Jonathan Jaglom flew all the way from Hong Kong to New York City in the fall of 2013, his 10-person team in tow, with a proposition for then-MakerBot CEO Jenny Lawton: let’s get MakerBot’s 3D printers to Asia. Let’s build up an infrastructure to sell MakerBot’s products across the continent.
This was shortly after 3D-printing company Stratasys acquired MakerBot. Jaglom was the general manager for Stratasys’ Asia operations at the time.
Jaglom said he remembers begging Lawton to do so.
When asked what it was like to lead a team that’s seen so many leaders over the last 18 months, he said it was challenging.
In the moment, it didn’t work. (Jaglom chalks it up to MakerBot working to satisfy an earnout agreement, post-acquisition. “Earnouts have their pros and cons,” he said.) But less than a year later, MakerBot did enter the Chinese market.
Now that Jaglom, 39, is in the driver’s seat at MakerBot — he was appointed CEO in March and left Hong Kong for New York City in April, he’s staying true to his instincts about the importance of the Asian market. One of his first decisions in his new role was to place MakerBot’s Asia operations under Stratasys to capitalize on Stratasys’ established presence in Asia and to motivate Stratasys to sell MakerBot products by making those sales a performance metric.
Jaglom didn’t agree with Lawton’s strategy of running MakerBot’s China operations from its headquarters in Brooklyn.
“That’s not going to work,” he said in an interview with Technical.ly last week, later adding: “You have to have local teams.”
That’s just one of the changes Jaglom made when he was installed this spring.
- He authorized a round of major layoffs, which he later called “painful but necessary.” MakerBot employs 450 in Brooklyn and about 15 in Europe and 15 in Asia, he said.
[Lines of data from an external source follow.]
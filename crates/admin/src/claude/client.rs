//! Claude API client.
//!
//! Non-streaming access to the Anthropic Messages API.

use std::sync::Arc;

use reqwest::header::{CONTENT_TYPE, HeaderMap, HeaderValue};
use secrecy::ExposeSecret;
use tracing::instrument;
use url::Url;

use crate::config::ClaudeConfig;

use super::error::ClaudeError;
use super::types::{ChatRequest, ChatResponse, Message};

const ANTHROPIC_VERSION: &str = "2023-06-01";
const DEFAULT_MAX_TOKENS: u32 = 4096;
const REQUEST_TIMEOUT_SECS: u64 = 120;

/// Claude API client.
///
/// Cheap to clone; clones share one connection pool.
#[derive(Clone)]
pub struct ClaudeClient {
    inner: Arc<ClaudeClientInner>,
}

struct ClaudeClientInner {
    client: reqwest::Client,
    model: String,
    messages_url: Url,
}

impl ClaudeClient {
    /// Create a new Claude client.
    ///
    /// # Errors
    ///
    /// Returns `ClaudeError::Setup` if the API key is not a valid header
    /// value, the base URL cannot be joined, or the HTTP client cannot be
    /// built.
    pub fn new(config: &ClaudeConfig) -> Result<Self, ClaudeError> {
        let api_key = HeaderValue::from_str(config.api_key.expose_secret())
            .map_err(|_| ClaudeError::Setup("API key contains invalid characters".to_string()))?;

        let mut headers = HeaderMap::new();
        headers.insert(CONTENT_TYPE, HeaderValue::from_static("application/json"));
        headers.insert("x-api-key", api_key);
        headers.insert(
            "anthropic-version",
            HeaderValue::from_static(ANTHROPIC_VERSION),
        );

        let client = reqwest::Client::builder()
            .default_headers(headers)
            .timeout(std::time::Duration::from_secs(REQUEST_TIMEOUT_SECS))
            .build()
            .map_err(|e| ClaudeError::Setup(e.to_string()))?;

        let messages_url = config
            .base_url
            .join("v1/messages")
            .map_err(|e| ClaudeError::Setup(e.to_string()))?;

        Ok(Self {
            inner: Arc::new(ClaudeClientInner {
                client,
                model: config.model.clone(),
                messages_url,
            }),
        })
    }

    /// Model ID sent with every request.
    #[must_use]
    pub fn model(&self) -> &str {
        &self.inner.model
    }

    /// Send a chat request and get a complete response.
    ///
    /// # Errors
    ///
    /// Returns an error if the API request fails or returns an error response.
    #[instrument(skip(self, messages, system), fields(model = %self.inner.model))]
    pub async fn chat(
        &self,
        messages: Vec<Message>,
        system: Option<String>,
    ) -> Result<ChatResponse, ClaudeError> {
        let request = ChatRequest {
            model: self.inner.model.clone(),
            max_tokens: DEFAULT_MAX_TOKENS,
            messages,
            system,
        };

        let response = self
            .inner
            .client
            .post(self.inner.messages_url.clone())
            .json(&request)
            .send()
            .await?;

        let status = response.status();
        if !status.is_success() {
            return Err(handle_error_status(status, response).await);
        }

        let body = response.text().await?;
        let parsed: ChatResponse = serde_json::from_str(&body)
            .map_err(|e| ClaudeError::Parse(format!("Failed to parse response: {e}")))?;
        tracing::debug!(
            input_tokens = parsed.usage.input_tokens,
            output_tokens = parsed.usage.output_tokens,
            "Claude response received"
        );
        Ok(parsed)
    }
}

/// Map a non-success status to an error.
async fn handle_error_status(status: reqwest::StatusCode, response: reqwest::Response) -> ClaudeError {
    if status == reqwest::StatusCode::TOO_MANY_REQUESTS {
        let retry_after = response
            .headers()
            .get("Retry-After")
            .and_then(|v| v.to_str().ok())
            .and_then(|s| s.parse().ok())
            .unwrap_or(60);
        return ClaudeError::RateLimited(retry_after);
    }

    if status == reqwest::StatusCode::UNAUTHORIZED {
        return ClaudeError::Unauthorized("Invalid API key".to_string());
    }

    match response.text().await {
        Ok(body) => ClaudeError::from_error_body(status.as_u16(), &body),
        Err(e) => ClaudeError::Http(e),
    }
}
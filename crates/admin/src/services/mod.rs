//! Business logic services for admin.
//!
//! # Services
//!
//! - `auth` - Password sign-in and user management
//! - `generator` - AI product copy generation

pub mod auth;
pub mod generator;

pub use auth::{AdminAuthService, AuthError};
pub use generator::{GenerateRequest, GeneratedProduct, GeneratorError, ProductGenerator};
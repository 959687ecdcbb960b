//! Warranty registration repository.

use chrono::{DateTime, Months, NaiveDate, Utc};
use serde::{Deserialize, Serialize};
use sqlx::PgPool;

use emporium_core::api::{ListQuery, Paginated};
use emporium_core::numbers::{self, DocumentKind};
use emporium_core::{Email, OrderId, ProductId, WarrantyId, WarrantyStatus};

use crate::listing::{ListSpec, StatusColumn, fetch_page};
use crate::{RepositoryError, non_blank};

const NUMBER_ATTEMPTS: usize = 5;

/// A registered product warranty.
#[derive(Debug, Clone, Serialize, Deserialize, sqlx::FromRow)]
pub struct Warranty {
    pub id: WarrantyId,
    pub warranty_number: String,
    pub product_id: ProductId,
    pub product_name: String,
    pub order_id: Option<OrderId>,
    pub order_number: Option<String>,
    pub customer_email: String,
    pub serial_number: Option<String>,
    pub purchase_date: NaiveDate,
    pub expires_on: NaiveDate,
    pub status: WarrantyStatus,
    pub claim_description: Option<String>,
    pub created_at: DateTime<Utc>,
    pub updated_at: DateTime<Utc>,
}

impl Warranty {
    /// Status as of `today`; lapsed active warranties read as expired.
    #[must_use]
    pub fn effective_status(&self, today: NaiveDate) -> WarrantyStatus {
        self.status.effective(self.expires_on, today)
    }
}

/// Expiry date for a warranty of `months` bought on `purchase_date`.
///
/// Month ends clamp, so a one-year warranty bought on 29 February ends on
/// 28 February.
#[must_use]
pub fn expiry_for(purchase_date: NaiveDate, months: i32) -> Option<NaiveDate> {
    let months = u32::try_from(months).ok()?;
    purchase_date.checked_add_months(Months::new(months))
}

/// A customer's warranty registration.
#[derive(Debug, Clone, Serialize, Deserialize)]
pub struct NewWarranty {
    pub product_id: ProductId,
    pub customer_email: String,
    #[serde(default)]
    pub serial_number: Option<String>,
    pub purchase_date: NaiveDate,
    /// Order the product came from, if bought here.
    #[serde(default)]
    pub order_number: Option<String>,
}

/// Back-office create/edit of a warranty.
#[derive(Debug, Clone, Serialize, Deserialize)]
pub struct WarrantyInput {
    pub product_id: ProductId,
    pub customer_email: String,
    #[serde(default)]
    pub serial_number: Option<String>,
    pub purchase_date: NaiveDate,
    #[serde(default)]
    pub order_number: Option<String>,
    #[serde(default)]
    pub status: WarrantyStatus,
    #[serde(default)]
    pub claim_description: Option<String>,
}

impl From<&WarrantyInput> for NewWarranty {
    fn from(input: &WarrantyInput) -> Self {
        Self {
            product_id: input.product_id,
            customer_email: input.customer_email.clone(),
            serial_number: input.serial_number.clone(),
            purchase_date: input.purchase_date,
            order_number: input.order_number.clone(),
        }
    }
}

/// Registration fields after validation against products and orders.
struct Resolved {
    email: Email,
    order_id: Option<OrderId>,
    expires_on: NaiveDate,
}

fn check_claim(status: WarrantyStatus, claim: Option<&str>) -> Result<(), RepositoryError> {
    if status == WarrantyStatus::Claimed && non_blank(claim).is_none() {
        return Err(RepositoryError::invalid(
            "a claim description is required to mark a warranty as claimed",
        ));
    }
    Ok(())
}

const SELECT: &str = "w.id, w.warranty_number, w.product_id, p.name AS product_name, w.order_id, \
                      o.order_number, w.customer_email, w.serial_number, w.purchase_date, \
                      w.expires_on, w.status, w.claim_description, w.created_at, w.updated_at";

const FROM: &str = "shop.warranties w \
                    JOIN shop.products p ON p.id = w.product_id \
                    LEFT JOIN shop.orders o ON o.id = w.order_id";

const LISTING: ListSpec = ListSpec {
    select: SELECT,
    from: FROM,
    search: &["w.warranty_number", "w.customer_email", "w.serial_number", "p.name"],
    status: StatusColumn::Enum("w.status"),
    order_by: "w.created_at DESC, w.id DESC",
};

/// Repository for warranty database operations.
pub struct WarrantyRepository<'a> {
    pool: &'a PgPool,
}

impl<'a> WarrantyRepository<'a> {
    #[must_use]
    pub const fn new(pool: &'a PgPool) -> Self {
        Self { pool }
    }

    /// # Errors
    ///
    /// Returns `RepositoryError::Database` if the query fails.
    pub async fn list(&self, query: &ListQuery) -> Result<Paginated<Warranty>, RepositoryError> {
        fetch_page(self.pool, &LISTING, query).await
    }

    /// # Errors
    ///
    /// Returns `RepositoryError::Database` if the query fails.
    pub async fn get(&self, id: WarrantyId) -> Result<Option<Warranty>, RepositoryError> {
        let row =
            sqlx::query_as::<_, Warranty>(&format!("SELECT {SELECT} FROM {FROM} WHERE w.id = $1"))
                .bind(id)
                .fetch_optional(self.pool)
                .await?;
        Ok(row)
    }

    /// # Errors
    ///
    /// Returns `RepositoryError::Database` if the query fails.
    pub async fn get_by_number(&self, number: &str) -> Result<Option<Warranty>, RepositoryError> {
        let row = sqlx::query_as::<_, Warranty>(&format!(
            "SELECT {SELECT} FROM {FROM} WHERE w.warranty_number = $1"
        ))
        .bind(number.trim().to_uppercase())
        .fetch_optional(self.pool)
        .await?;
        Ok(row)
    }

    /// Validate a registration and work out its expiry.
    async fn resolve(&self, request: &NewWarranty, today: NaiveDate) -> Result<Resolved, RepositoryError> {
        let email = Email::parse(&request.customer_email)
            .map_err(|e| RepositoryError::invalid(e.to_string()))?;
        if request.purchase_date > today {
            return Err(RepositoryError::invalid("purchase date cannot be in the future"));
        }

        let months = sqlx::query_scalar::<_, i32>(
            "SELECT warranty_months FROM shop.products WHERE id = $1",
        )
        .bind(request.product_id)
        .fetch_optional(self.pool)
        .await?
        .ok_or_else(|| RepositoryError::invalid("unknown product"))?;
        if months <= 0 {
            return Err(RepositoryError::invalid("this product has no warranty"));
        }
        let expires_on = expiry_for(request.purchase_date, months)
            .ok_or_else(|| RepositoryError::invalid("purchase date out of range"))?;

        let order_id = match non_blank(request.order_number.as_deref()) {
            None => None,
            Some(number) => {
                let order = sqlx::query_as::<_, (OrderId, String)>(
                    "SELECT id, email FROM shop.orders WHERE order_number = $1",
                )
                .bind(number.to_uppercase())
                .fetch_optional(self.pool)
                .await?;
                match order {
                    Some((id, order_email)) if email.matches(&order_email) => Some(id),
                    _ => {
                        return Err(RepositoryError::invalid(
                            "order number does not match this email",
                        ));
                    }
                }
            }
        };

        Ok(Resolved {
            email,
            order_id,
            expires_on,
        })
    }

    /// Register a warranty; the expiry follows the product's warranty term.
    ///
    /// # Errors
    ///
    /// Returns `RepositoryError::Validation` for an unknown product, a
    /// product without warranty, or an order that does not match the email.
    pub async fn create(&self, request: &NewWarranty) -> Result<Warranty, RepositoryError> {
        let resolved = self.resolve(request, Utc::now().date_naive()).await?;

        for _ in 0..NUMBER_ATTEMPTS {
            let number = numbers::generate(DocumentKind::Warranty, Utc::now());
            let inserted = sqlx::query_scalar::<_, WarrantyId>(
                "INSERT INTO shop.warranties \
                     (warranty_number, product_id, order_id, customer_email, serial_number, \
                      purchase_date, expires_on) \
                 VALUES ($1, $2, $3, $4, $5, $6, $7) \
                 ON CONFLICT (warranty_number) DO NOTHING \
                 RETURNING id",
            )
            .bind(&number)
            .bind(request.product_id)
            .bind(resolved.order_id)
            .bind(resolved.email.as_str())
            .bind(non_blank(request.serial_number.as_deref()))
            .bind(request.purchase_date)
            .bind(resolved.expires_on)
            .fetch_optional(self.pool)
            .await
            .map_err(RepositoryError::from_write)?;
            if let Some(id) = inserted {
                tracing::info!(warranty_number = %number, "warranty registered");
                return self.get(id).await?.ok_or(RepositoryError::NotFound);
            }
        }
        Err(RepositoryError::Conflict(
            "could not allocate a warranty number".to_owned(),
        ))
    }

    /// Back-office create: register, then apply the requested status.
    ///
    /// # Errors
    ///
    /// See [`create`](Self::create) and [`update_status`](Self::update_status).
    pub async fn create_from_input(&self, input: &WarrantyInput) -> Result<Warranty, RepositoryError> {
        check_claim(input.status, input.claim_description.as_deref())?;
        let created = self.create(&NewWarranty::from(input)).await?;
        if input.status == WarrantyStatus::Active && input.claim_description.is_none() {
            return Ok(created);
        }
        self.update_status(created.id, input.status, input.claim_description.as_deref())
            .await
    }

    /// # Errors
    ///
    /// Returns `RepositoryError::NotFound` if the warranty does not exist.
    pub async fn update(&self, id: WarrantyId, input: &WarrantyInput) -> Result<Warranty, RepositoryError> {
        check_claim(input.status, input.claim_description.as_deref())?;
        let resolved = self
            .resolve(&NewWarranty::from(input), Utc::now().date_naive())
            .await?;

        let result = sqlx::query(
            "UPDATE shop.warranties \
             SET product_id = $2, order_id = $3, customer_email = $4, serial_number = $5, \
                 purchase_date = $6, expires_on = $7, status = $8, claim_description = $9, \
                 updated_at = NOW() \
             WHERE id = $1",
        )
        .bind(id)
        .bind(input.product_id)
        .bind(resolved.order_id)
        .bind(resolved.email.as_str())
        .bind(non_blank(input.serial_number.as_deref()))
        .bind(input.purchase_date)
        .bind(resolved.expires_on)
        .bind(input.status)
        .bind(non_blank(input.claim_description.as_deref()))
        .execute(self.pool)
        .await
        .map_err(RepositoryError::from_write)?;
        if result.rows_affected() == 0 {
            return Err(RepositoryError::NotFound);
        }
        self.get(id).await?.ok_or(RepositoryError::NotFound)
    }

    /// Set the status, keeping the stored claim when none is given.
    ///
    /// # Errors
    ///
    /// Returns `RepositoryError::Validation` when claiming without a
    /// description.
    pub async fn update_status(
        &self,
        id: WarrantyId,
        status: WarrantyStatus,
        claim_description: Option<&str>,
    ) -> Result<Warranty, RepositoryError> {
        let current = self.get(id).await?.ok_or(RepositoryError::NotFound)?;
        let claim = non_blank(claim_description).or(current.claim_description);
        check_claim(status, claim.as_deref())?;

        sqlx::query(
            "UPDATE shop.warranties \
             SET status = $2, claim_description = $3, updated_at = NOW() \
             WHERE id = $1",
        )
        .bind(id)
        .bind(status)
        .bind(claim)
        .execute(self.pool)
        .await?;
        self.get(id).await?.ok_or(RepositoryError::NotFound)
    }

    /// # Errors
    ///
    /// Returns `RepositoryError::NotFound` if the warranty does not exist.
    pub async fn delete(&self, id: WarrantyId) -> Result<(), RepositoryError> {
        let result = sqlx::query("DELETE FROM shop.warranties WHERE id = $1")
            .bind(id)
            .execute(self.pool)
            .await?;
        if result.rows_affected() == 0 {
            return Err(RepositoryError::NotFound);
        }
        Ok(())
    }
}

#[cfg(test)]
#[allow(clippy::unwrap_used)]
mod tests {
    use super::*;

    fn date(y: i32, m: u32, d: u32) -> NaiveDate {
        NaiveDate::from_ymd_opt(y, m, d).unwrap()
    }

    #[test]
    fn test_expiry_adds_months() {
        assert_eq!(expiry_for(date(2025, 1, 15), 12), Some(date(2026, 1, 15)));
        assert_eq!(expiry_for(date(2025, 1, 31), 1), Some(date(2025, 2, 28)));
        assert_eq!(expiry_for(date(2024, 2, 29), 12), Some(date(2025, 2, 28)));
        assert_eq!(expiry_for(date(2025, 1, 1), -1), None);
    }

    #[test]
    fn test_claim_needs_description() {
        assert!(check_claim(WarrantyStatus::Claimed, None).is_err());
        assert!(check_claim(WarrantyStatus::Claimed, Some("  ")).is_err());
        assert!(check_claim(WarrantyStatus::Claimed, Some("Screen cracked")).is_ok());
        assert!(check_claim(WarrantyStatus::Void, None).is_ok());
    }

    #[test]
    fn test_effective_status() {
        let now = Utc::now();
        let warranty = Warranty {
            id: WarrantyId::new(1),
            warranty_number: "WAR-20240101-ABCDEF".to_owned(),
            product_id: ProductId::new(1),
            product_name: "Kettle".to_owned(),
            order_id: None,
            order_number: None,
            customer_email: "a@example.com".to_owned(),
            serial_number: None,
            purchase_date: date(2024, 1, 1),
            expires_on: date(2025, 1, 1),
            status: WarrantyStatus::Active,
            claim_description: None,
            created_at: now,
            updated_at: now,
        };
        assert_eq!(warranty.effective_status(date(2025, 1, 1)), WarrantyStatus::Active);
        assert_eq!(warranty.effective_status(date(2025, 1, 2)), WarrantyStatus::Expired);
    }
}
//! Order confirmation after checkout.

use askama::Template;
use askama_web::WebTemplate;
use axum::{
    extract::{Query, State},
    response::{IntoResponse, Response},
};
use serde::Deserialize;
use tower_sessions::Session;
use tracing::instrument;

use crate::error::Result;
use crate::filters;
use crate::routes::layout::Layout;
use crate::routes::orders::{OrderView, find_order, not_found};
use crate::state::AppState;

/// Query for the confirmation page.
#[derive(Debug, Deserialize)]
pub struct SuccessQuery {
    #[serde(default)]
    pub order: String,
}

/// Confirmation page template.
#[derive(Template, WebTemplate)]
#[template(path = "payment/success.html")]
pub struct PaymentSuccessTemplate {
    pub layout: Layout,
    pub order: OrderView,
}

/// Display the confirmation for a just-placed order.
#[instrument(skip(state, session))]
pub async fn success(
    State(state): State<AppState>,
    session: Session,
    Query(query): Query<SuccessQuery>,
) -> Result<Response> {
    let found = if query.order.trim().is_empty() {
        None
    } else {
        find_order(&state, &query.order).await?
    };
    let layout = Layout::load(&state, &session).await;
    let Some((order, items)) = found else {
        return Ok(not_found(layout, query.order));
    };
    let order = OrderView::new(&order, &items, &layout);
    Ok(PaymentSuccessTemplate { layout, order }.into_response())
}
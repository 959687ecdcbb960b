//! Business logic services for storefront.
//!
//! - [`catalog`] - Cached category, brand and shipping method lists
//! - [`pricing`] - Cart and order pricing shared by checkout and the API

pub mod catalog;
pub mod pricing;
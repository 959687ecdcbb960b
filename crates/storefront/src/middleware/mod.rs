//! HTTP middleware stack for storefront.
//!
//! # Middleware Order (outermost first)
//!
//! 1. Sentry layers (capture errors, transactions)
//! 2. `TraceLayer` (request tracing)
//! 3. Request ID (add unique ID to each request)
//! 4. Security headers (CSP, frame and referrer policy)
//! 5. Session layer (tower-sessions with `PostgreSQL` store)
//! 6. Rate limiting on public API writes (governor)

pub mod rate_limit;
pub mod request_id;
pub mod security_headers;
pub mod session;

pub use rate_limit::{InvalidRateLimit, write_rate_limiter};
pub use request_id::request_id_middleware;
pub use security_headers::security_headers_middleware;
pub use session::create_session_layer;
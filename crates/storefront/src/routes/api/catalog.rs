//! Catalog reference data and coupon checks.

use axum::{Json, extract::State};
use chrono::Utc;
use rust_decimal::Decimal;
use serde::{Deserialize, Serialize};
use tracing::instrument;

use emporium_core::api::ApiResponse;
use emporium_core::pricing::CouponRejection;
use emporium_core::types::money::round_cents;
use emporium_db::{Brand, Category, CouponRepository, ShippingMethod};

use crate::error::ApiResult;
use crate::routes::api::ApiJson;
use crate::state::AppState;

/// Active categories.
#[instrument(skip(state))]
pub async fn categories(State(state): State<AppState>) -> ApiResult<Vec<Category>> {
    let rows = state.catalog().categories(state.pool()).await?;
    Ok(Json(ApiResponse::ok(rows.as_ref().clone())))
}

/// Active brands.
#[instrument(skip(state))]
pub async fn brands(State(state): State<AppState>) -> ApiResult<Vec<Brand>> {
    let rows = state.catalog().brands(state.pool()).await?;
    Ok(Json(ApiResponse::ok(rows.as_ref().clone())))
}

/// Shipping method with its delivery estimate.
#[derive(Debug, Serialize)]
pub struct ShippingMethodView {
    #[serde(flatten)]
    pub method: ShippingMethod,
    pub delivery_estimate: String,
}

/// Active shipping methods.
#[instrument(skip(state))]
pub async fn shipping_methods(State(state): State<AppState>) -> ApiResult<Vec<ShippingMethodView>> {
    let rows = state.catalog().shipping_methods(state.pool()).await?;
    let views = rows
        .iter()
        .map(|m| ShippingMethodView {
            delivery_estimate: m.delivery_estimate(),
            method: m.clone(),
        })
        .collect();
    Ok(Json(ApiResponse::ok(views)))
}

/// Coupon check request.
#[derive(Debug, Deserialize)]
pub struct ValidateCouponRequest {
    pub code: String,
    pub subtotal: Decimal,
}

/// Coupon check result. A rejected code is a successful check with
/// `valid: false` and the reason.
#[derive(Debug, Serialize, PartialEq, Eq)]
pub struct CouponCheck {
    pub code: String,
    pub valid: bool,
    #[serde(skip_serializing_if = "Option::is_none")]
    pub discount: Option<Decimal>,
    #[serde(skip_serializing_if = "Option::is_none")]
    pub reason: Option<String>,
}

impl CouponCheck {
    fn accepted(code: String, discount: Decimal) -> Self {
        Self {
            code,
            valid: true,
            discount: Some(discount),
            reason: None,
        }
    }

    fn rejected(code: String, rejection: &CouponRejection) -> Self {
        Self {
            code,
            valid: false,
            discount: None,
            reason: Some(rejection.to_string()),
        }
    }
}

/// Report the discount a coupon would give on `subtotal`.
#[instrument(skip(state))]
pub async fn validate_coupon(
    State(state): State<AppState>,
    ApiJson(request): ApiJson<ValidateCouponRequest>,
) -> ApiResult<CouponCheck> {
    let code = emporium_db::coupons::normalize_code(&request.code);
    let subtotal = round_cents(request.subtotal.max(Decimal::ZERO));
    let check = match CouponRepository::new(state.pool()).get_by_code(&code).await? {
        None => CouponCheck::rejected(code, &CouponRejection::NotFound),
        Some(coupon) => match coupon.rule().discount_for(subtotal, Utc::now()) {
            Ok(discount) => CouponCheck::accepted(coupon.code, discount),
            Err(rejection) => CouponCheck::rejected(coupon.code, &rejection),
        },
    };
    Ok(Json(ApiResponse::ok(check)))
}
//! Security headers for the back-office.
//!
//! Stricter than the storefront: no third-party images, no caching, and
//! HSTS on every response.

use axum::{
    extract::Request,
    http::{
        HeaderName, HeaderValue,
        header::{
            CACHE_CONTROL, CONTENT_SECURITY_POLICY, REFERRER_POLICY, STRICT_TRANSPORT_SECURITY,
            X_CONTENT_TYPE_OPTIONS, X_FRAME_OPTIONS,
        },
    },
    middleware::Next,
    response::Response,
};

/// Add security headers to all admin responses.
///
/// ```text
/// default-src 'none';
/// script-src 'self';
/// style-src 'self';
/// img-src 'self' https: data:;
/// connect-src 'self';
/// form-action 'self';
/// frame-ancestors 'none';
/// base-uri 'self'
/// ```
pub async fn security_headers_middleware(request: Request, next: Next) -> Response {
    let mut response = next.run(request).await;
    let headers = response.headers_mut();

    headers.insert(X_FRAME_OPTIONS, HeaderValue::from_static("DENY"));
    headers.insert(X_CONTENT_TYPE_OPTIONS, HeaderValue::from_static("nosniff"));
    headers.insert(REFERRER_POLICY, HeaderValue::from_static("no-referrer"));
    headers.insert(
        CONTENT_SECURITY_POLICY,
        HeaderValue::from_static(
            "default-src 'none'; \
             script-src 'self'; \
             style-src 'self'; \
             font-src 'self'; \
             img-src 'self' https: data:; \
             connect-src 'self'; \
             object-src 'none'; \
             base-uri 'self'; \
             form-action 'self'; \
             frame-ancestors 'none'",
        ),
    );
    headers.insert(
        STRICT_TRANSPORT_SECURITY,
        HeaderValue::from_static("max-age=31536000; includeSubDomains"),
    );
    headers.insert(
        HeaderName::from_static("permissions-policy"),
        HeaderValue::from_static(
            "camera=(), geolocation=(), microphone=(), payment=(), usb=(), interest-cohort=()",
        ),
    );

    // CSV exports and static files set their own
    if !headers.contains_key(CACHE_CONTROL) {
        headers.insert(CACHE_CONTROL, HeaderValue::from_static("no-store, max-age=0"));
    }

    headers.insert(
        HeaderName::from_static("cross-origin-opener-policy"),
        HeaderValue::from_static("same-origin"),
    );
    headers.insert(
        HeaderName::from_static("cross-origin-resource-policy"),
        HeaderValue::from_static("same-origin"),
    );

    response
}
- He’s in the midst of a six-week “listening tour,” visiting customers, partners and schools in 22 states. It’s an effort to re-establish MakerBot’s presence, Jaglom said, and “to make [MakerBot’s] voice be heard.”
- He created a “creative council,” made up of roughly 50 staffers across the company, who will help define the company’s values. This, he said, is especially important given the leadership turbulence over the last 18 months, when MakerBot had three different CEOs before Jaglom was hired (founder Bre Pettis, Lawton and interim CEO Frank Alfano). “There’s been a lot of disarray with many leaders,” Jaglom said. One of the things he’s heard from the creative council is a desire for more transparency from company leadership.
For Jaglom’s part, it’s his first time living in the U.S., though he has family in New York. He’s living on the Upper West Side because that’s where his wife wants to live (“I’m trying to explain to her that the Upper West Side isn’t New York,” he said).
Jaglom, whose parents are Israeli, grew up in Switzerland and moved to Israel when he was 18. He spent four years in the Israeli army, where he eventually became a lieutenant with the Israeli paratroopers. It was an experience that he said allowed him to mature very fast. It also put things in perspective for him. Once you’ve walked into a village expecting to be ambushed, you’re not so stressed about things like exams. You can handle it.
That’s the attitude he adopted when joining MakerBot. When asked what it was like to lead a team that’s seen so many leaders over the last 18 months, he said it was challenging.
“But we look for challenges, right?” he said. “We look for that next mountain to climb.”